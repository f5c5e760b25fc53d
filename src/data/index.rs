use std::collections::HashMap;
use std::path::{Path, PathBuf};

use image::DynamicImage;

use super::loader;
use super::model::{Annotation, Category, ImageId, ImageInfo, RawSnapshot};
use crate::error::{DatasetError, Result};

/// Raw COCO annotations grouped by image.
///
/// Image order is the order in which each image id first appears in the
/// annotation list; per-image annotation order is preserved.
#[derive(Debug, Clone)]
pub struct AnnotationIndex {
    categories: Vec<Category>,
    order: Vec<ImageId>,
    by_image: HashMap<ImageId, Vec<Annotation>>,
    images: HashMap<ImageId, ImageInfo>,
}

impl AnnotationIndex {
    pub fn build(raw: RawSnapshot) -> Self {
        let mut order = Vec::new();
        let mut by_image: HashMap<ImageId, Vec<Annotation>> = HashMap::new();

        for ann in raw.annotations {
            let Some(image_id) = ann.image_id else {
                log::warn!(
                    "Skipping annotation of category {} without image_id",
                    ann.category_id
                );
                continue;
            };
            by_image
                .entry(image_id)
                .or_insert_with(|| {
                    order.push(image_id);
                    Vec::new()
                })
                .push(ann);
        }

        let images = raw.images.into_iter().map(|img| (img.id, img)).collect();

        log::debug!("Indexed annotations for {} images", order.len());
        AnnotationIndex {
            categories: raw.categories,
            order,
            by_image,
            images,
        }
    }

    pub fn categories(&self) -> &[Category] {
        &self.categories
    }

    /// Ids of every image that has at least one annotation.
    pub fn image_ids(&self) -> &[ImageId] {
        &self.order
    }

    /// Annotations of one image; empty when the image has none.
    pub fn annotations(&self, id: ImageId) -> &[Annotation] {
        self.by_image.get(&id).map(Vec::as_slice).unwrap_or(&[])
    }

    pub fn image_info(&self, id: ImageId) -> Result<&ImageInfo> {
        self.images.get(&id).ok_or(DatasetError::NotFound(id))
    }

    pub fn image_path(&self, dataset_root: &Path, id: ImageId) -> Result<PathBuf> {
        let info = self.image_info(id)?;
        Ok(loader::image_path(dataset_root, &info.file_name))
    }

    /// Pixel data and annotations of one image.
    pub fn load_image(
        &self,
        dataset_root: &Path,
        id: ImageId,
    ) -> Result<(DynamicImage, &[Annotation])> {
        let path = self.image_path(dataset_root, id)?;
        let image = loader::load_image(&path)?;
        Ok((image, self.annotations(id)))
    }
}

DESCRIPTION OF THE TASK:
Across all lines of the data above, count those that contain the word "categories", giving the number without further comment.

TASK OUTPUT:
4